Great! What motherboard are you using?

> Onboard video (VIA/Savage) has always been a problem for me. Twice I
> wound up buying an ATI card (Radeon VE/7000 and Mach64). I'm now planning
> to go for a Radeon 9250.

So you manage to set up ATI cards properly? I read the advice here and
elsewhere, and went for the Radeon 9250's competitor - GeForce FX 5500
(manufactured by Gainward) for my present Socket 478 rig.

Only problem so far with the 'nvidia' binary driver is that it's wiped
out whenever your system auto-updates the kernel.

> DMA 133 is fast enough for my 4x DVD writing and TV capture sessions (the
> only tasks where hard drive speed is critical for me). How much faster is
> SATA II say from SATA I? I've read that people who really want
> performance will settle for nothing less than a SCSI.

Do you have more than one drive? I have only one drive, and when it's
moderately busy DVD burning slows down to 2X as reported by growisofs.
Even if I could add another PATA HDD, I only have two IDE channels so
there will be contention.

So any new device will have to be SATA. Since I plan on upgrading,
might as well get the most out of it!

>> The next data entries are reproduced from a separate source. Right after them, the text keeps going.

// Copyright 2025 the Slicechart Authors
// SPDX-License-Identifier: Apache-2.0 OR MIT

//! Renderer configuration.
//!
//! Every field has a default so a partial JSON document (or none at all) is a
//! valid configuration.

use alloc::string::String;

use peniko::Color;
use serde::Deserialize;

use crate::palette::parse_hex_color;

/// Fixed padding around the plot plus bands reserved below it.
///
/// Band heights are fractions of the surface height.
#[derive(Clone, Copy, Debug, PartialEq, Deserialize)]
#[serde(default)]
pub struct PaddingPolicy {
    /// Space above the plot.
    pub top: f64,
    /// Space right of the plot.
    pub right: f64,
    /// Space below the legend band.
    pub bottom: f64,
    /// Space left of the plot, holding the value axis.
    pub left: f64,
    /// Legend band height as a fraction of surface height.
    pub legend_fraction: f64,
    /// Category-label band height as a fraction of surface height.
    pub label_fraction: f64,
}

impl Default for PaddingPolicy {
    fn default() -> Self {
        Self {
            top: 20.0,
            right: 20.0,
            bottom: 10.0,
            left: 60.0,
            legend_fraction: 0.2,
            label_fraction: 0.1,
        }
    }
}

/// Legend key styling and packing gaps.
#[derive(Clone, Copy, Debug, PartialEq, Deserialize)]
#[serde(default)]
pub struct LegendStyle {
    /// Swatch/symbol size.
    pub symbol_size: f64,
    /// Gap between a key's visual and its label.
    pub label_dx: f64,
    /// Horizontal gap between keys in a row.
    pub key_gap: f64,
    /// Vertical gap between rows.
    pub row_gap: f64,
    /// Label font size.
    pub font_size: f64,
}

impl Default for LegendStyle {
    fn default() -> Self {
        Self {
            symbol_size: 10.0,
            label_dx: 4.0,
            key_gap: 12.0,
            row_gap: 6.0,
            font_size: 10.0,
        }
    }
}

/// A color given as `#rrggbb` in configuration files.
#[derive(Clone, Copy, Debug, PartialEq, Deserialize)]
#[serde(try_from = "String")]
pub struct HexColor(pub Color);

impl TryFrom<String> for HexColor {
    type Error = &'static str;

    fn try_from(value: String) -> Result<Self, Self::Error> {
        parse_hex_color(&value)
            .map(Self)
            .ok_or("expected a color like `#rrggbb`")
    }
}

/// Styling for horizontal reference lines.
#[derive(Clone, Copy, Debug, PartialEq, Deserialize)]
#[serde(default)]
pub struct ReferenceLineStyle {
    /// Stroke color.
    pub color: HexColor,
    /// Stroke width.
    pub stroke_width: f64,
}

impl Default for ReferenceLineStyle {
    fn default() -> Self {
        Self {
            color: HexColor(crate::palette::rgb(0xff0000)),
            stroke_width: 2.0,
        }
    }
}

/// Everything a categorical scatter render needs besides data and surface.
#[derive(Clone, Copy, Debug, PartialEq, Deserialize)]
#[serde(default)]
pub struct ChartConfig {
    /// Padding and band policy.
    pub padding: PaddingPolicy,
    /// Point symbol size (diameter / side).
    pub point_size: f64,
    /// Legend styling.
    pub legend: LegendStyle,
    /// Whether the legend band is reserved and drawn.
    pub show_legend: bool,
    /// Tick label font size.
    pub axis_font_size: f64,
    /// Axis title font size.
    pub axis_title_font_size: f64,
    /// Approximate number of value-axis ticks.
    pub y_tick_count: usize,
    /// Reference line styling.
    pub reference_line: ReferenceLineStyle,
    /// Horizontal gridlines at the value-axis ticks; `None` draws none.
    pub value_grid: Option<HexColor>,
}

impl Default for ChartConfig {
    fn default() -> Self {
        Self {
            padding: PaddingPolicy::default(),
            point_size: 8.0,
            legend: LegendStyle::default(),
            show_legend: true,
            axis_font_size: 10.0,
            axis_title_font_size: 11.0,
            y_tick_count: 5,
            reference_line: ReferenceLineStyle::default(),
            value_grid: None,
        }
    }
}

#[cfg(test)]
mod tests {
    extern crate std;

    use super::*;

    #[test]
    fn partial_json_keeps_defaults() {
        let cfg: ChartConfig = serde_json::from_str(
            r##"{"padding":{"left":80},"reference_line":{"color":"#00ff00"}}"##,
        )
        .expect("valid config");
        assert_eq!(cfg.padding.left, 80.0);
        assert_eq!(cfg.padding.top, 20.0);
        assert_eq!(cfg.reference_line.color.0, crate::palette::rgb(0x00ff00));
        assert_eq!(cfg.reference_line.stroke_width, 2.0);
        assert!(cfg.show_legend);
        assert_eq!(cfg.value_grid, None);
    }

    #[test]
    fn value_grid_parses_a_color() {
        let cfg: ChartConfig =
            serde_json::from_str(r##"{"value_grid":"#dddddd"}"##).expect("valid config");
        assert_eq!(cfg.value_grid, Some(HexColor(crate::palette::rgb(0xdddddd))));
    }

    #[test]
    fn bad_color_is_rejected() {
        let err = serde_json::from_str::<ChartConfig>(r#"{"reference_line":{"color":"red"}}"#);
        assert!(err.is_err());
    }
}
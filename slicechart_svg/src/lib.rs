// Copyright 2025 the Slicechart Authors
// SPDX-License-Identifier: Apache-2.0 OR MIT

//! SVG output for slicechart marks.
//!
//! The writer is deliberately flat: one element per mark, painted in
//! `(z_index, id)` order, with no grouping or styling beyond what each mark
//! carries. Marks with a tooltip get a `<title>` child and one `data-*`
//! attribute per tooltip field.

use kurbo::Rect;
use peniko::Brush;
use slicechart_charts::{Chart, Size};
use slicechart_core::{Mark, MarkPayload, TextAnchor, TextBaseline, Tooltip};
use slicechart_text::FontFamily;

/// Document-level settings.
#[derive(Clone, Debug, PartialEq)]
pub struct SvgOptions {
    /// Font family applied to the root element.
    pub font_family: FontFamily,
    /// Optional background fill painted under every mark.
    pub background: Option<Brush>,
}

impl Default for SvgOptions {
    fn default() -> Self {
        Self {
            font_family: FontFamily::SansSerif,
            background: None,
        }
    }
}

impl SvgOptions {
    /// Sets the root font family.
    #[must_use]
    pub fn with_font_family(mut self, font_family: FontFamily) -> Self {
        self.font_family = font_family;
        self
    }

    /// Paints `background` behind the chart.
    #[must_use]
    pub fn with_background(mut self, background: impl Into<Brush>) -> Self {
        self.background = Some(background.into());
        self
    }
}

/// Serializes a rendered chart with default options.
pub fn to_svg_string(chart: &Chart) -> String {
    chart_to_svg(chart, &SvgOptions::default())
}

/// Serializes a rendered chart.
pub fn chart_to_svg(chart: &Chart, options: &SvgOptions) -> String {
    marks_to_svg(&chart.marks, chart.size, options)
}

/// Serializes `marks` onto a `size` surface.
pub fn marks_to_svg(marks: &[Mark], size: Size, options: &SvgOptions) -> String {
    let view = Rect::new(0.0, 0.0, size.width, size.height);
    let mut out = String::new();

    out.push_str(&format!(
        r#"<svg xmlns="http://www.w3.org/2000/svg" viewBox="{} {} {} {}" width="{}" height="{}" font-family="{}">"#,
        view.x0,
        view.y0,
        view.width(),
        view.height(),
        view.width(),
        view.height(),
        escape_xml(options.font_family.as_css_family()),
    ));
    out.push('\n');

    if let Some(background) = &options.background {
        out.push_str(&format!(
            r#"<rect x="0" y="0" width="{}" height="{}""#,
            view.width(),
            view.height()
        ));
        write_paint_attr(&mut out, "fill", background);
        out.push_str("/>\n");
    }

    let mut ordered: Vec<&Mark> = marks.iter().collect();
    ordered.sort_by_key(|m| (m.z_index, m.id));
    for mark in &ordered {
        write_mark(&mut out, mark);
    }

    out.push_str("</svg>\n");
    tracing::debug!(marks = ordered.len(), bytes = out.len(), "svg written");
    out
}

fn write_mark(out: &mut String, mark: &Mark) {
    let element = match &mark.payload {
        MarkPayload::Rect(r) => {
            out.push_str(&format!(
                r#"<rect x="{}" y="{}" width="{}" height="{}""#,
                r.rect.x0,
                r.rect.y0,
                r.rect.width(),
                r.rect.height(),
            ));
            write_paint_attr(out, "fill", &r.fill);
            "rect"
        }
        MarkPayload::Path(p) => {
            let d = p.path.to_svg();
            out.push_str(&format!(r#"<path d="{d}""#));
            write_paint_attr(out, "fill", &p.fill);
            if p.stroke_width > 0.0 {
                write_paint_attr(out, "stroke", &p.stroke);
                out.push_str(&format!(r#" stroke-width="{}""#, p.stroke_width));
            }
            "path"
        }
        MarkPayload::Text(t) => {
            let baseline = match t.baseline {
                TextBaseline::Middle => "middle",
                TextBaseline::Alphabetic => "alphabetic",
                TextBaseline::Hanging => "hanging",
            };
            out.push_str(&format!(
                r#"<text x="{}" y="{}" font-size="{}" dominant-baseline="{}""#,
                t.pos.x, t.pos.y, t.font_size, baseline
            ));
            if t.angle != 0.0 {
                out.push_str(&format!(
                    r#" transform="rotate({} {} {})""#,
                    t.angle, t.pos.x, t.pos.y
                ));
            }
            out.push_str(match t.anchor {
                TextAnchor::Start => r#" text-anchor="start""#,
                TextAnchor::Middle => r#" text-anchor="middle""#,
                TextAnchor::End => r#" text-anchor="end""#,
            });
            write_paint_attr(out, "fill", &t.fill);
            "text"
        }
    };

    if let Some(class) = mark.class {
        out.push_str(&format!(r#" class="{}""#, escape_xml(class)));
    }
    if let Some(tooltip) = &mark.tooltip {
        write_data_attrs(out, tooltip);
    }

    let text = mark.text();
    let tooltip = mark.tooltip.as_ref().filter(|t| !t.is_empty());
    if text.is_none() && tooltip.is_none() {
        out.push_str("/>\n");
        return;
    }

    out.push('>');
    if let Some(tooltip) = tooltip {
        out.push_str("<title>");
        out.push_str(&escape_xml(&tooltip.to_text()));
        out.push_str("</title>");
    }
    if let Some(text) = text {
        out.push_str(&escape_xml(text));
    }
    out.push_str(&format!("</{element}>\n"));
}

fn write_data_attrs(out: &mut String, tooltip: &Tooltip) {
    for (label, value) in tooltip.fields() {
        let name: String = label
            .chars()
            .map(|c| {
                if c.is_ascii_alphanumeric() {
                    c.to_ascii_lowercase()
                } else {
                    '-'
                }
            })
            .collect();
        out.push_str(&format!(r#" data-{name}="{}""#, escape_xml(value)));
    }
}

fn svg_paint(brush: &Brush) -> (String, Option<f64>) {
    match brush {
        Brush::Solid(color) => {
            let rgba = color.to_rgba8();
            let fill = format!("#{:02x}{:02x}{:02x}", rgba.r, rgba.g, rgba.b);
            let opacity = if rgba.a == 255 {
                None
            } else {
                Some(f64::from(rgba.a) / 255.0)
            };
            (fill, opacity)
        }
        _ => ("none".to_string(), None),
    }
}

fn write_paint_attr(out: &mut String, name: &str, brush: &Brush) {
    let (value, opacity) = svg_paint(brush);
    out.push_str(&format!(r#" {name}="{value}""#));
    if let Some(o) = opacity {
        out.push_str(&format!(r#" {name}-opacity="{o}""#));
    }
}

fn escape_xml(s: &str) -> String {
    let mut out = String::with_capacity(s.len());
    for c in s.chars() {
        match c {
            '&' => out.push_str("&amp;"),
            '<' => out.push_str("&lt;"),
            '>' => out.push_str("&gt;"),
            '"' => out.push_str("&quot;"),
            '\'' => out.push_str("&apos;"),
            _ => out.push(c),
        }
    }
    out
}

#[cfg(test)]
mod tests {
    use kurbo::BezPath;
    use peniko::color::palette::css;
    use slicechart_charts::{
        CatscatVariant, ChartConfig, PaletteResolver, Point, RenderContext, RenderPayload,
        Series, render,
    };
    use slicechart_core::MarkId;
    use slicechart_text::HeuristicTextMeasurer;

    use super::*;

    fn example_chart(variant: CatscatVariant) -> Chart {
        let payload = RenderPayload::new(vec![
            Series::new("first", vec![Point::new(1.0, "a", "x").with_entity("A & B")]),
            Series::new("second", vec![Point::new(5.0, "b", "y")]),
        ])
        .with_y_lines(vec![3.0]);
        let config = ChartConfig::default();
        let ctx = RenderContext::new(
            Size::new(400.0, 300.0),
            &config,
            &HeuristicTextMeasurer,
            &PaletteResolver,
        );
        render(&ctx, &payload, variant).expect("renderable")
    }

    #[test]
    fn document_has_surface_viewbox() {
        let svg = to_svg_string(&example_chart(CatscatVariant::Full));
        assert!(svg.starts_with(r#"<svg xmlns="http://www.w3.org/2000/svg" viewBox="0 0 400 300""#));
        assert!(svg.trim_end().ends_with("</svg>"));
        assert!(svg.contains(r#"font-family="sans-serif""#));
    }

    #[test]
    fn points_carry_tooltips_and_data_attributes() {
        let svg = to_svg_string(&example_chart(CatscatVariant::Full));
        assert_eq!(svg.matches(r#"class="point""#).count(), 2);
        assert!(svg.contains(r#"data-entity="A &amp; B""#));
        assert!(svg.contains("<title>entity: A &amp; B\ncolor: a\nshape: x\nvalue: 1.00</title>"));
    }

    #[test]
    fn reference_line_is_stroked() {
        let svg = to_svg_string(&example_chart(CatscatVariant::Full));
        let line = svg
            .lines()
            .find(|l| l.contains(r#"class="y-line""#))
            .expect("reference line element");
        assert!(line.contains(r##"stroke="#ff0000""##));
        assert!(line.contains(r#"stroke-width="2""#));
    }

    #[test]
    fn simple_variant_has_no_legend_elements() {
        let svg = to_svg_string(&example_chart(CatscatVariant::Simple));
        assert!(!svg.contains("legend-"));
    }

    #[test]
    fn marks_are_painted_in_z_order() {
        let low = Mark::builder(MarkId::from_raw(2))
            .z_index(-1)
            .class("low")
            .rect(Rect::new(0.0, 0.0, 1.0, 1.0))
            .fill_brush(css::RED)
            .build();
        let high = Mark::builder(MarkId::from_raw(1))
            .z_index(5)
            .class("high")
            .path(BezPath::new())
            .build();
        let svg = marks_to_svg(&[high, low], Size::new(10.0, 10.0), &SvgOptions::default());
        let low_at = svg.find(r#"class="low""#).expect("low");
        let high_at = svg.find(r#"class="high""#).expect("high");
        assert!(low_at < high_at);
    }

    #[test]
    fn rotated_text_gets_a_transform() {
        let mark = Mark::builder(MarkId::from_raw(1))
            .text((10.0, 20.0), "a<b")
            .angle(-90.0)
            .build();
        let svg = marks_to_svg(&[mark], Size::new(50.0, 50.0), &SvgOptions::default());
        assert!(svg.contains(r#"transform="rotate(-90 10 20)""#));
        assert!(svg.contains(">a&lt;b</text>"));
    }

    #[test]
    fn background_and_transparency() {
        let mark = Mark::builder(MarkId::from_raw(1))
            .rect(Rect::new(0.0, 0.0, 5.0, 5.0))
            .fill_brush(peniko::Color::TRANSPARENT)
            .build();
        let options = SvgOptions::default()
            .with_background(css::WHITE)
            .with_font_family(FontFamily::Monospace);
        let svg = marks_to_svg(&[mark], Size::new(5.0, 5.0), &options);
        assert!(svg.contains(r##"<rect x="0" y="0" width="5" height="5" fill="#ffffff"/>"##));
        assert!(svg.contains(r#"fill-opacity="0""#));
        assert!(svg.contains(r#"font-family="monospace""#));
    }

    #[test]
    fn xml_escaping() {
        assert_eq!(escape_xml(r#"<a & "b">'"#), "&lt;a &amp; &quot;b&quot;&gt;&apos;");
    }
}
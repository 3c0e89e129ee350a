// Copyright 2025 the Slicechart Authors
// SPDX-License-Identifier: Apache-2.0 OR MIT

//! Paint-order bands for generated marks.
//!
//! Adapters sort by `(z_index, MarkId)`, so marks within a band keep a
//! deterministic order.

/// Gridlines behind everything.
pub const GRID_LINES: i32 = -50;
/// Plotted point symbols.
pub const SERIES_POINTS: i32 = 20;
/// Reference lines drawn over the points.
pub const REFERENCE_LINES: i32 = 25;
/// Axis domain lines and tick marks.
pub const AXIS_RULES: i32 = 30;
/// Axis tick labels.
pub const AXIS_LABELS: i32 = 40;
/// Axis titles.
pub const AXIS_TITLES: i32 = 50;
/// Legend swatches and symbols.
pub const LEGEND_SWATCHES: i32 = 60;
/// Legend labels.
pub const LEGEND_LABELS: i32 = 70;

SATA I without NCQ doesn't seem
any better than PATA.

As for Paolo's comment on the premium pricing, these drives don't look
premium at all:
My PATA current drive, 120 GB/7200 RPM/2 MB cache ST3120022A - 4,200
The SATA I/NCQ 120 GB/7200 RPM/8 MB cache ST3120827AS - 4,800!

Source:
http://www.rsuncomputers.com/products.asp?id=HDS&cat=HDS
http://www.rsuncomputers.com/products.asp?id=HDD&cat=HDD

Looks like the chipset to watch is the ULi. The ULi M1575 is compliant
with Intel's AHCI and is well-supported by Linux.
http://linuxmafia.com/faq/Hardware/sata.html#uli-ahci

However, it's not yet being manufactured yet and is present as a
reference board:
http://www.anandtech.com/cpuchipsets/showdoc.aspx?i=2562

I hope ASRock adopts this. They have an interesting board out, with an
older chipset:
http://www.asrock.com/product/product_939Dual-SATA2.htm

Which supports AGP (and even PCI video, for what that's worth). This
could save me from having to buy a new PCI Express video card with
DVI. (Not cheap!) Or, I could go for onboard video, but from the state
of things, it's NVIDIA who's pushing that. NVIDIA moves faster in
developing the nForce with SATA II/NCQ but as I read somewhere, they
"make boards for Windows gamers" so Linux compatibility is not a
concern for them.

By the time this is out, the Opteron should be down to its normal
price of <$200. Sweet.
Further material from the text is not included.